Le corps d'une Abeille, comme celui de tout insecte, se compose de trois parties nettement séparées par deux étranglements: la tête, le thorax et l'abdomen. Ces trois parties sont rattachées entre elles par un trait d'union parfois très grêle et très court, flexible et mou, faisant office à la fois et de ligament et de conduit tubuleux, livrant passage aux viscères.

La tête (fig. 2), le plus important de ces segments par les fonctions élevées qui lui sont dévolues, présente en avant et en dessous l'ouverture buccale. Sur les côtés; deux surfaces luisantes, convexes, se résolvant, à la loupe, en une multitude de petits compartiments polygonaux, sont les yeux composés ou en réseau (b). Au haut du front et en son milieu, trois petits points, brillants comme des perles, ordinairement disposés en triangle, sont les yeux simples ou les ocelles, appelés aussi stemmates (a).

Vers le centre de la face sont insérés deux organes linéaires, coudés, très mobiles, les antennes, rappelant assez bien, par leur forme générale, un fouet avec son manche (c). Elles comprennent une partie basilaire, simple,—le manche du fouet,—appelée le scape, et une seconde partie, plus longue, formée de plusieurs petits articles placés bout à bout, le funicule ou flagellum, représentant la corde du fouet.

Inutile de définir autrement la face, partie antérieure et moyenne de la tête, les joues, situées plus bas et sur les côtés, le front, le vertex, l'occiput, qui se partagent la partie supérieure de la tête, sans aucune délimitation bien précise.

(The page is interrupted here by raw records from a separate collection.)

//! The optical sensor behind a small trait so any chip driver can feed the mapper.

use embassy_sync::{blocking_mutex::raw::RawMutex, signal::Signal};
use embassy_time::{Duration, Instant, Timer};

use crate::input::{InputChannel, InputEvent, Motion};

/// A motion sensor driver.
#[allow(async_fn_in_trait)]
pub trait MotionSensor {
    type Error;

    /// Counts moved since the last read.
    async fn read_motion(&mut self) -> Result<Motion, Self::Error>;

    async fn set_cpi(&mut self, cpi: u16) -> Result<(), Self::Error>;
}

/// Polls a [MotionSensor] and applies CPI changes signalled by the mapper.
pub struct SensorPoller<'c, S: MotionSensor, M: RawMutex, const PS: usize> {
    sensor: S,
    channel: &'c InputChannel<M, PS>,
    cpi: &'c Signal<M, u16>,
    poll_period: Duration,
}

impl<'c, S: MotionSensor, M: RawMutex, const PS: usize> SensorPoller<'c, S, M, PS> {
    pub fn new(
        sensor: S,
        channel: &'c InputChannel<M, PS>,
        cpi: &'c Signal<M, u16>,
        poll_ms: u8,
    ) -> Self {
        Self {
            sensor,
            channel,
            cpi,
            poll_period: Duration::from_millis(poll_ms.max(1) as u64),
        }
    }

    async fn set_cpi(&mut self, cpi: u16) {
        if self.sensor.set_cpi(cpi).await.is_err() {
            crate::warn!("failed to set sensor cpi {}", cpi);
        } else {
            crate::debug!("sensor cpi {}", cpi);
        }
    }

    /// Apply any pending CPI change then forward one reading.
    pub async fn poll(&mut self) {
        if let Some(cpi) = self.cpi.try_take() {
            self.set_cpi(cpi).await;
        }
        match self.sensor.read_motion().await {
            Ok(motion) if !motion.is_zero() => {
                self.channel.send(InputEvent::Motion(motion)).await;
            }
            Ok(_) => {}
            Err(_) => crate::warn!("sensor read failed"),
        }
    }

    pub async fn run(&mut self, initial_cpi: u16) -> ! {
        self.set_cpi(initial_cpi).await;
        let mut next_poll = Instant::now();
        loop {
            self.poll().await;
            next_poll += self.poll_period;
            Timer::at(next_poll).await;
        }
    }

    #[cfg(test)]
    fn sensor(&self) -> &S {
        &self.sensor
    }
}

#[cfg(test)]
#[path = "sensor_test.rs"]
mod test;
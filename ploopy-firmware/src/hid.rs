use embassy_usb::driver::{EndpointError, EndpointIn};

/// Writes input reports to the HID interrupt IN endpoint. `N` is the largest report the
/// descriptor declares.
pub struct HidWriter<E: EndpointIn, const N: usize> {
    ep_in: E,
}

impl<E: EndpointIn, const N: usize> HidWriter<E, N> {
    pub fn new(ep_in: E) -> Self {
        Self { ep_in }
    }

    /// Writes `report` to its interrupt endpoint, splitting it into packets when it is larger
    /// than the endpoint's max packet size.
    pub async fn write(&mut self, report: &[u8]) -> Result<(), EndpointError> {
        if report.len() > N {
            return Err(EndpointError::BufferOverflow);
        }

        let max_packet_size = usize::from(self.ep_in.info().max_packet_size);
        let zlp_needed = report.len() < N && report.len() % max_packet_size == 0;
        for chunk in report.chunks(max_packet_size) {
            self.ep_in.write(chunk).await?;
        }

        if zlp_needed {
            self.ep_in.write(&[]).await?;
        }

        Ok(())
    }

    pub async fn ready(&mut self) {
        self.ep_in.wait_enabled().await;
    }
}

#[cfg(test)]
#[path = "hid_test.rs"]
mod test;
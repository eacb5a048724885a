use crate::input::WheelDirection;

/// Counts wheel detents in one direction until they add up to a back/forward gesture.
#[derive(Debug, Default, Clone, Copy, PartialEq)]
pub(super) struct WheelGesture {
    count: i8,
    last_pulse: u64,
}

impl WheelGesture {
    /// Returns the gesture direction once `threshold` detents have been turned in one direction
    /// with no gap longer than `timeout`.
    pub(super) fn pulse(
        &mut self,
        now: u64,
        direction: WheelDirection,
        threshold: u8,
        timeout: u16,
    ) -> Option<WheelDirection> {
        let sign = direction.sign();
        if self.count != 0 && (self.count.signum() != sign || now >= self.deadline(timeout)) {
            self.count = 0;
        }
        self.count = self.count.saturating_add(sign);
        self.last_pulse = now;

        if self.count.unsigned_abs() >= threshold {
            self.count = 0;
            Some(direction)
        } else {
            None
        }
    }

    pub(super) fn deadline(&self, timeout: u16) -> u64 {
        if self.count == 0 {
            u64::MAX
        } else {
            self.last_pulse + timeout as u64
        }
    }

    pub(super) fn expire(&mut self, now: u64, timeout: u16) -> bool {
        if now >= self.deadline(timeout) {
            self.count = 0;
            true
        } else {
            false
        }
    }

    pub(super) fn clear(&mut self) {
        self.count = 0;
    }

    #[cfg(test)]
    pub(super) fn count(&self) -> i8 {
        self.count
    }
}

#[cfg(test)]
#[path = "gesture_test.rs"]
mod test;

Immédiatement au-dessus de la bouche, dont la structure complexe sera plus loin décrite, se voit une plaque tégumentaire un peu bombée, assez distinctement limitée sur son pourtour, occupant toute la largeur de la partie inférieure de la face. C'est le chaperon ou clypeus (i).

La seconde partie du corps, le thorax ou corselet, comprend, comme chez tous les insectes, trois segments: le prothorax, ou segment antérieur, le mésothorax, ou segment moyen, et le métathorax, ou segment postérieur.

Le prothorax, ordinairement peu développé dans sa partie dorsale, souvent semblable à une étroite collerette, porte la première paire de pattes.

Le mésothorax, très apparent en dessus, où il forme la majeure partie du dos, porte en dessus la deuxième paire de pattes, et, sur les côtés, la première paire d'ailes.

Le métathorax, assez développé d'ordinaire, porte la troisième paire de pattes et la deuxième paire d'ailes. Il présente, en dessus et dans la région médiane, deux organes assez importants au point de vue descriptif, l'écusson et le postécusson, dont les formes variables et la coloration sont fréquemment utilisées pour les distinctions spécifiques.

L'abdomen ou ventre, dénué d'appendices locomoteurs, est formé de plusieurs segments placés bout à bout, susceptibles de jouer les uns sur les autres, de s'invaginer plus ou moins chacun dans celui qui le précède, ou de s'en retirer, de manière à diminuer ou augmenter la capacité de l'abdomen, ou, inversement, de se laisser distendre ou rétracter, suivant la turgescence ou la vacuité des viscères.

Après l'énumération sommaire qui vient d'être faite des parties du corps de l'Abeille visibles extérieurement, nous allons rapidement passer en revue ses différentes fonctions. Nous aurons l'occasion de revenir sur la plupart des organes déjà signalés, pour en mieux faire connaître la structure et en indiquer les usages.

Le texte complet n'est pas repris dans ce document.